Exercise brief:
Once the line containing "return Ok(name);" is found in the entries below, restate it and each following line word for word, stopping after the line containing "for warning in".
# # # #
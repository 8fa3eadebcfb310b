use anyhow::{anyhow, bail, Context, Result};
use clap::{Parser, Subcommand};
use mcpregister_core::{
    ApplyOptions, RegisterEngine, RegisterManifest, RegisterResult, RemoveOptions, ToolScope,
    Transport, MANIFEST_FILE_NAME,
};
use std::collections::BTreeMap;
use std::io::Write;
use std::path::{Path, PathBuf};

#[derive(Parser, Debug)]
#[command(name = "mcpregister")]
#[command(about = "Register an MCP server with the developer tools on this machine")]
struct Cli {
    /// Path to the server manifest.
    #[arg(long, global = true, default_value = MANIFEST_FILE_NAME)]
    manifest: PathBuf,

    #[command(subcommand)]
    command: Commands,
}

#[derive(Subcommand, Debug)]
enum Commands {
    /// List the tools detected on this machine.
    Detect {
        #[arg(long)]
        json: bool,
    },
    /// Generate a manifest from the project's package metadata.
    Init {
        #[arg(long)]
        force: bool,
    },
    /// Write the manifest's entry into every detected tool config.
    Apply {
        #[arg(long = "tool")]
        tools: Vec<String>,
        #[arg(long)]
        transport: Option<String>,
        #[arg(long)]
        scope: Option<String>,
        #[arg(long = "dry-run")]
        dry_run: bool,
        #[arg(long)]
        force: bool,
        /// Skip the interactive diff confirmation.
        #[arg(long, short = 'y')]
        yes: bool,
        /// KEY=VALUE override for a manifest environment variable; repeatable.
        #[arg(long = "env")]
        env: Vec<String>,
        #[arg(long)]
        json: bool,
    },
    /// Remove the entry from every detected tool config.
    Remove {
        /// Entry name; defaults to the manifest's name.
        #[arg(long)]
        name: Option<String>,
        #[arg(long = "tool")]
        tools: Vec<String>,
        #[arg(long = "dry-run")]
        dry_run: bool,
        #[arg(long)]
        force: bool,
        #[arg(long)]
        json: bool,
    },
    /// Show the entry's presence across all detected tools without writing.
    Status {
        #[arg(long)]
        name: Option<String>,
        #[arg(long)]
        json: bool,
    },
    /// Show recent apply/remove runs.
    Audit {
        #[arg(long)]
        limit: Option<usize>,
        #[arg(long)]
        json: bool,
    },
}

fn main() -> Result<()> {
    let filter = tracing_subscriber::EnvFilter::try_from_default_env()
        .unwrap_or_else(|_| tracing_subscriber::EnvFilter::new("warn"));
    tracing_subscriber::fmt()
        .with_env_filter(filter)
        .with_writer(std::io::stderr)
        .init();

    let cli = Cli::parse();
    let engine = RegisterEngine::current();

    match cli.command {
        Commands::Detect { json } => {
            let entry_name = RegisterManifest::load(&cli.manifest)
                .ok()
                .map(|manifest| manifest.name);
            let tools = engine.detect(entry_name.as_deref());
            if json {
                println!("{}", serde_json::to_string_pretty(&tools)?);
            } else if tools.is_empty() {
                println!("no tools detected");
            } else {
                for tool in tools {
                    println!(
                        "{}\t{}\t{}\t{}",
                        tool.id,
                        tool.detection_confidence.as_str(),
                        if tool.entry_exists {
                            "registered"
                        } else if tool.config_exists {
                            "config present"
                        } else {
                            "no config"
                        },
                        tool.config_path.display()
                    );
                }
            }
        }
        Commands::Init { force } => {
            init_manifest(&cli.manifest, force)?;
        }
        Commands::Apply {
            tools,
            transport,
            scope,
            dry_run,
            force,
            yes,
            env,
            json,
        } => {
            let manifest = RegisterManifest::load(&cli.manifest)?;
            let options = ApplyOptions {
                tools: if tools.is_empty() { None } else { Some(tools) },
                transport: transport
                    .as_deref()
                    .map(str::parse::<Transport>)
                    .transpose()
                    .map_err(anyhow::Error::msg)?,
                scope: scope
                    .as_deref()
                    .map(str::parse::<ToolScope>)
                    .transpose()
                    .map_err(anyhow::Error::msg)?,
                dry_run,
                force,
                env_overrides: parse_env_overrides(&env)?,
            };

            if !dry_run && !yes && !confirm_apply(&engine, &manifest, &options)? {
                println!("aborted");
                return Ok(());
            }

            let result = engine.apply(&manifest, &options)?;
            print_result(&result, json)?;
            exit_for(&result);
        }
        Commands::Remove {
            name,
            tools,
            dry_run,
            force,
            json,
        } => {
            let entry_name = resolve_entry_name(name, &cli.manifest)?;
            let options = RemoveOptions {
                tools: if tools.is_empty() { None } else { Some(tools) },
                dry_run,
                force,
            };
            let result = engine.remove(&entry_name, &options)?;
            print_result(&result, json)?;
            exit_for(&result);
        }
        Commands::Status { name, json } => {
            let entry_name = resolve_entry_name(name, &cli.manifest)?;
            let report = engine.status(&entry_name);
            if json {
                println!("{}", serde_json::to_string_pretty(&report)?);
            } else if report.tools.is_empty() {
                println!("no tools detected");
            } else {
                for tool in &report.tools {
                    let state = match (&tool.error, tool.entry_exists) {
                        (Some(error), _) => error.clone(),
                        (None, true) => tool
                            .entry_summary
                            .clone()
                            .unwrap_or_else(|| String::from("registered")),
                        (None, false) => String::from("-"),
                    };
                    println!(
                        "{}\t{}\t{}",
                        tool.tool_id,
                        state,
                        tool.config_path.display()
                    );
                }
            }
        }
        Commands::Audit { limit, json } => {
            let events = engine.audit_events(limit);
            if json {
                println!("{}", serde_json::to_string_pretty(&events)?);
            } else {
                for event in events {
                    println!(
                        "{}\t{}\t{:?}\t{}",
                        event.occurred_at, event.action, event.status, event.summary
                    );
                }
            }
        }
    }

    Ok(())
}

/// Dry-runs the apply, shows the pending diffs and asks for a go-ahead.
fn confirm_apply(
    engine: &RegisterEngine,
    manifest: &RegisterManifest,
    options: &ApplyOptions,
) -> Result<bool> {
    let preview_options = ApplyOptions {
        dry_run: true,
        ..options.clone()
    };
    let preview = engine.apply(manifest, &preview_options)?;

    let mut pending = 0;
    for entry in &preview.configured {
        if let Some(diff) = &entry.diff {
            println!("{diff}");
            pending += 1;
        }
    }
    for entry in &preview.skipped {
        println!("skip {}: {}", entry.tool_id, entry.reason);
    }
    if pending == 0 {
        // Nothing would change; no confirmation needed.
        return Ok(true);
    }

    print!("Apply these changes? [y/N] ");
    std::io::stdout().flush().context("flush stdout")?;
    let mut answer = String::new();
    std::io::stdin()
        .read_line(&mut answer)
        .context("read confirmation")?;
    Ok(matches!(answer.trim(), "y" | "Y" | "yes"))
}

fn resolve_entry_name(name: Option<String>, manifest_path: &Path) -> Result<String> {
    if let Some(name) = name {
        return Ok(name);
    }
    let manifest = RegisterManifest::load(manifest_path)
        .map_err(|error| anyhow!("{error}; pass --name to target an entry directly"))?;
    Ok(manifest.name)
}

fn parse_env_overrides(pairs: &[String]) -> Result<BTreeMap<String, String>> {
    let mut overrides = BTreeMap::new();
    for pair in pairs {
        let Some((key, value)) = pair.split_once('=') else {
            bail!("invalid --env value '{pair}' (expected KEY=VALUE)");
        };
        overrides.insert(key.to_string(), value.to_string());
    }
    Ok(overrides)
}

fn print_result(result: &RegisterResult, json: bool) -> Result<()> {
    if json {
        println!("{}", serde_json::to_string_pretty(result)?);
        return Ok(());
    }

    for entry in &result.configured {
        if let Some(diff) = &entry.diff {
            println!("{diff}");
        }
        match &entry.warning {
            Some(warning) => println!(
                "{}\t{}\t{} ({warning})",
                entry.action.as_str(),
                entry.tool_id,
                entry.config_path.display()
            ),
            None => println!(
                "{}\t{}\t{}",
                entry.action.as_str(),
                entry.tool_id,
                entry.config_path.display()
            ),
        }
    }
    for entry in &result.skipped {
        match &entry.suggestion {
            Some(suggestion) => {
                println!("skipped\t{}\t{} ({suggestion})", entry.tool_id, entry.reason);
            }
            None => println!("skipped\t{}\t{}", entry.tool_id, entry.reason),
        }
    }
    for warning in &result.warnings {
        println!("warning\t{warning}");
    }
    Ok(())
}

fn exit_for(result: &RegisterResult) {
    if result.configured.is_empty() && !result.skipped.is_empty() {
        std::process::exit(1);
    }
}

/// Pre-fills a manifest from whatever package metadata the workspace
/// carries. The generated file is a starting point, not a final answer.
fn init_manifest(path: &Path, force: bool) -> Result<()> {
    if path.exists() && !force {
        bail!(
            "{} already exists; re-run with --force to overwrite",
            path.display()
        );
    }

    let cwd = std::env::current_dir().context("current directory")?;
    let (name, description, command, args) = inspect_project(&cwd);

    let name_json = serde_json::Value::String(name).to_string();
    let description_json = serde_json::Value::String(description).to_string();
    let command_json = serde_json::Value::String(command).to_string();
    let args_json = serde_json::to_string(&args)?;
    let content = format!(
        r#"{{
  // Generated by mcpregister init; review before applying.
  "version": 1,
  "name": {name_json},
  "description": {description_json},
  "stdio": {{
    "command": {command_json},
    "args": {args_json}
  }},
  // Declare required environment variables here, e.g.
  // "env": {{ "API_TOKEN": {{ "description": "…", "secret": true }} }}
}}
"#
    );

    // The generated file must satisfy the same schema it will be loaded with.
    RegisterManifest::load_from_str(&content)
        .map_err(|error| anyhow!("generated manifest is invalid: {error}"))?;

    std::fs::write(path, content)
        .with_context(|| format!("write {}", path.display()))?;
    println!("wrote {}", path.display());
    Ok(())
}

/// Best-effort inspection of package metadata: package.json, then
/// Cargo.toml, then pyproject.toml, falling back to the directory name.
fn inspect_project(cwd: &Path) -> (String, String, String, Vec<String>) {
    let dir_name = cwd
        .file_name()
        .map(|name| name.to_string_lossy().to_string())
        .unwrap_or_else(|| String::from("server"));

    if let Ok(text) = std::fs::read_to_string(cwd.join("package.json")) {
        if let Ok(package) = serde_json::from_str::<serde_json::Value>(&text) {
            let name = package
                .get("name")
                .and_then(serde_json::Value::as_str)
                .map(sanitize_name)
                .unwrap_or_else(|| dir_name.clone());
            let description = package
                .get("description")
                .and_then(serde_json::Value::as_str)
                .unwrap_or_default()
                .to_string();
            let entry = package
                .get("main")
                .and_then(serde_json::Value::as_str)
                .unwrap_or("index.js")
                .to_string();
            return (name, description, String::from("node"), vec![entry]);
        }
    }

    if let Ok(text) = std::fs::read_to_string(cwd.join("Cargo.toml")) {
        if let Ok(cargo) = text.parse::<toml::Table>() {
            if let Some(package) = cargo.get("package").and_then(toml::Value::as_table) {
                let name = package
                    .get("name")
                    .and_then(toml::Value::as_str)
                    .map(sanitize_name)
                    .unwrap_or_else(|| dir_name.clone());
                let description = package
                    .get("description")
                    .and_then(toml::Value::as_str)
                    .unwrap_or_default()
                    .to_string();
                return (
                    name,
                    description,
                    String::from("cargo"),
                    vec![String::from("run"), String::from("--quiet")],
                );
            }
        }
    }

    if let Ok(text) = std::fs::read_to_string(cwd.join("pyproject.toml")) {
        if let Ok(pyproject) = text.parse::<toml::Table>() {
            if let Some(project) = pyproject.get("project").and_then(toml::Value::as_table) {
                let name = project
                    .get("name")
                    .and_then(toml::Value::as_str)
                    .map(sanitize_name)
                    .unwrap_or_else(|| dir_name.clone());
                let description = project
                    .get("description")
                    .and_then(toml::Value::as_str)
                    .unwrap_or_default()
                    .to_string();
                let module = name.replace('-', "_");
                return (
                    name,
                    description,
                    String::from("python"),
                    vec![String::from("-m"), module],
                );
            }
        }
    }

    (
        sanitize_name(&dir_name),
        String::new(),
        String::from("./server"),
        Vec::new(),
    )
}

/// Scoped npm names like `@org/server` become plain entry keys.
fn sanitize_name(name: &str) -> String {
    let trimmed = name.rsplit('/').next().unwrap_or(name);
    trimmed
        .chars()
        .map(|c| {
            if c.is_ascii_alphanumeric() || c == '-' || c == '_' {
                c
            } else {
                '-'
            }
        })
        .collect()
}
# # # #
Result of the task:
        return Ok(name);
    }
    let manifest = RegisterManifest::load(manifest_path)
        .map_err(|error| anyhow!("{error}; pass --name to target an entry directly"))?;
    Ok(manifest.name)
}

fn parse_env_overrides(pairs: &[String]) -> Result<BTreeMap<String, String>> {
    let mut overrides = BTreeMap::new();
    for pair in pairs {
        let Some((key, value)) = pair.split_once('=') else {
            bail!("invalid --env value '{pair}' (expected KEY=VALUE)");
        };
        overrides.insert(key.to_string(), value.to_string());
    }
    Ok(overrides)
}

fn print_result(result: &RegisterResult, json: bool) -> Result<()> {
    if json {
        println!("{}", serde_json::to_string_pretty(result)?);
        return Ok(());
    }

    for entry in &result.configured {
        if let Some(diff) = &entry.diff {
            println!("{diff}");
        }
        match &entry.warning {
            Some(warning) => println!(
                "{}\t{}\t{} ({warning})",
                entry.action.as_str(),
                entry.tool_id,
                entry.config_path.display()
            ),
            None => println!(
                "{}\t{}\t{}",
                entry.action.as_str(),
                entry.tool_id,
                entry.config_path.display()
            ),
        }
    }
    for entry in &result.skipped {
        match &entry.suggestion {
            Some(suggestion) => {
                println!("skipped\t{}\t{} ({suggestion})", entry.tool_id, entry.reason);
            }
            None => println!("skipped\t{}\t{}", entry.tool_id, entry.reason),
        }
    }
    for warning in &result.warnings {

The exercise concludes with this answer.